Love of my life, I am crying; I am not dying: I am dancing . . .Come to your life like a warrior; nothing will bore you; you can be happy.

Chris Williamson, "Song of the Soul"

"If we are all facing death, then we all have to decide." What is a worthwhile activity, and what would lead only to irrelevance or regret? When the matriarch Sarah dies, the Torah counts her life this way: "The life of Sarah was 100 years and 20 years and seven years." Why the triple repetition of the word "years"? The sages answer that Sarah truly lived every part of her life: She was intently young, intently adult, intently old." 1

Mystery with a Capital M

When my college-aged daughter was diagnosed with cancer, Dr. Rachel Naomi Remen's books of essays 2 strengthened me with their wise counsel. Thankfully, my daughter was cured, but a few years later, when my husband was dying of cancer and up at night in pain, I read those same short essays out loud to him. I remember gratefully that he was soothed by Remen's words.

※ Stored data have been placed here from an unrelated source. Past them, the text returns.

async fn relay_user_text(
    bot: &Bot,
    msg: &Message,
    state: &Arc<AppState>,
    user: UserId,
    text: &str,
) -> ResponseResult<()> {
    let Some(from) = msg.from() else {
        return Ok(());
    };
    let inbound = InboundMessage::new(user, &from.full_name(), from.username.as_deref(), text);

    match state.router.handle_inbound(&inbound).await {
        Ok(RouteOutcome::ForwardedToAdmin { auto_started: true }) => {
            // This very message opened the dialog: hand the user the
            // dialog keyboard and give the admin the usual heads-up.
            send_html_kb(
                bot,
                msg.chat.id,
                texts::DIALOG_STARTED,
                keyboards::user_dialog_menu(),
            )
            .await?;
            if let Ok(Some(record)) = state.users.get(user).await {
                let note = texts::new_dialog_notification(&record);
                let _ = state.transport.send(state.cfg.admin_id, &note).await;
            }
        }
        Ok(_) => {}
        Err(Error::NoActiveSession) => {
            send_html_kb(
                bot,
                msg.chat.id,
                texts::HINT_USE_MENU,
                keyboards::user_main_menu(),
            )
            .await?;
        }
        Err(Error::RateLimitExceeded { .. }) => {
            bot.send_message(msg.chat.id, texts::ERROR_RATE_LIMITED).await?;
        }
        Err(Error::MessageTooLong { limit }) => {
            bot.send_message(msg.chat.id, texts::message_too_long(limit))
                .await?;
        }
        Err(Error::Delivery(e)) => {
            tracing::warn!(user = %user, error = %e, "relay to admin failed");
            bot.send_message(msg.chat.id, texts::ERROR_SEND_FAILED).await?;
        }
        Err(e) => {
            tracing::error!(user = %user, error = %e, "routing failed");
            let _ = bot.send_message(msg.chat.id, texts::ERROR_SEND_FAILED).await;
        }
    }
    Ok(())
}

// ============== Admin side ==============

async fn handle_admin_text(
    bot: &Bot,
    msg: &Message,
    state: &Arc<AppState>,
    admin: UserId,
    text: &str,
) -> ResponseResult<()> {
    if text.starts_with(keyboards::BTN_ACTIVE_DIALOGS) {
        return admin_active_dialogs(bot, msg, state).await;
    }
    if text.starts_with(keyboards::BTN_USERS) {
        return admin_users_list(bot, msg, state).await;
    }

    match text {
        keyboards::BTN_NEW_DIALOG => admin_new_dialog(bot, msg, state).await,
        keyboards::BTN_STATS => admin_stats(bot, msg, state).await,
        keyboards::BTN_BROADCAST => admin_broadcast_prompt(bot, msg, state, admin).await,
        keyboards::BTN_CANCEL => admin_cancel(bot, msg, state, admin).await,
        keyboards::BTN_END_DIALOG => admin_end_dialog(bot, msg, state, admin).await,
        keyboards::BTN_SWITCH_DIALOG => {
            set_admin_idle(state, admin).await;
            admin_active_dialogs(bot, msg, state).await
        }
        keyboards::BTN_MAIN_MENU => {
            set_admin_idle(state, admin).await;
            let body = match state.stats.snapshot().await {
                Ok(s) => texts::admin_welcome(&s),
                Err(_) => texts::ERROR_SEND_FAILED.to_string(),
            };
            let kb = admin_menu(state).await;
            send_html_kb(bot, msg.chat.id, &body, kb).await?;
            Ok(())
        }
        _ => {
            let broadcasting = matches!(
                state.registry.admin_state(admin).await,
                Ok(AdminState::Broadcasting)
            );
            if broadcasting {
                run_broadcast(bot, msg, state, admin, text).await
            } else {
                relay_admin_text(bot, msg, state, admin, text).await
            }
        }
    }
}

async fn set_admin_idle(state: &Arc<AppState>, admin: UserId) {
    if let Err(e) = state.registry.set_admin_state(admin, AdminState::Idle).await {
        tracing::error!(error = %e, "failed to reset admin state");
    }
}

async fn admin_active_dialogs(
    bot: &Bot,
    msg: &Message,
    state: &Arc<AppState>,
) -> ResponseResult<()> {
    let sessions = match state.registry.active_sessions().await {
        Ok(s) => s,
        Err(e) => {
            tracing::error!(error = %e, "active session listing failed");
            let _ = bot.send_message(msg.chat.id, texts::ERROR_SEND_FAILED).await;
            return Ok(());
        }
    };

    if sessions.is_empty() {
        send_html(
            bot,
            msg.chat.id,
            "💬 <b>Active dialogs</b>\n\nNone right now. Use \"New dialog\" to open one.",
        )
        .await?;
        return Ok(());
    }

    let now = chrono::Utc::now().timestamp();
    let mut body = String::from("💬 <b>Active dialogs:</b>\n\n");
    let mut labeled = Vec::new();
    for session in sessions {
        let record = state.users.get(session.user).await.ok().flatten();
        let name = record
            .as_ref()
            .map(|r| r.display_name.clone())
            .unwrap_or_else(|| format!("user {}", session.user));
        let handle = record.as_ref().and_then(|r| r.handle.clone());

        body.push_str(&texts::active_dialog_line(
            &name,
            handle.as_deref(),
            session.user.0,
            now - session.started_at,
            session.message_count,
        ));
        labeled.push((session, name));
    }

    bot.send_message(msg.chat.id, body)
        .parse_mode(teloxide::types::ParseMode::Html)
        .reply_markup(keyboards::enter_dialog_buttons(&labeled))
        .await?;
    Ok(())
}
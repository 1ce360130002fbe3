use crate::domain::UserId;

/// Cross-messenger inbound message model.
///
/// Messenger-specific fields (chat ids, message ids, media) stay in the
/// adapter; the engine only needs the sender's identity, the profile bits
/// it mirrors into the user directory, and the text.
#[derive(Clone, Debug)]
pub struct InboundMessage {
    pub sender: UserId,
    pub display_name: String,
    pub handle: Option<String>,
    pub text: String,
    /// Arrival time, unix seconds.
    pub timestamp: i64,
}

impl InboundMessage {
    pub fn new(sender: UserId, display_name: &str, handle: Option<&str>, text: &str) -> Self {
        Self {
            sender,
            display_name: display_name.to_string(),
            handle: handle.map(|h| h.to_string()),
            text: text.to_string(),
            timestamp: chrono::Utc::now().timestamp(),
        }
    }
}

What provides solace in such difficult times?

Remen, who describes herself as "a physician, a therapist to people with cancer and a teacher of other physicians," has helped redefine what healing is and what medicine can accomplish. Her work with the sick and dying, and her own personal history of coping with severe chronic illness, have led her [End Page 242] to believe that "Life is not defined by science but by Mystery"—the Mystery, never solved, that lies "at the heart of the will to live."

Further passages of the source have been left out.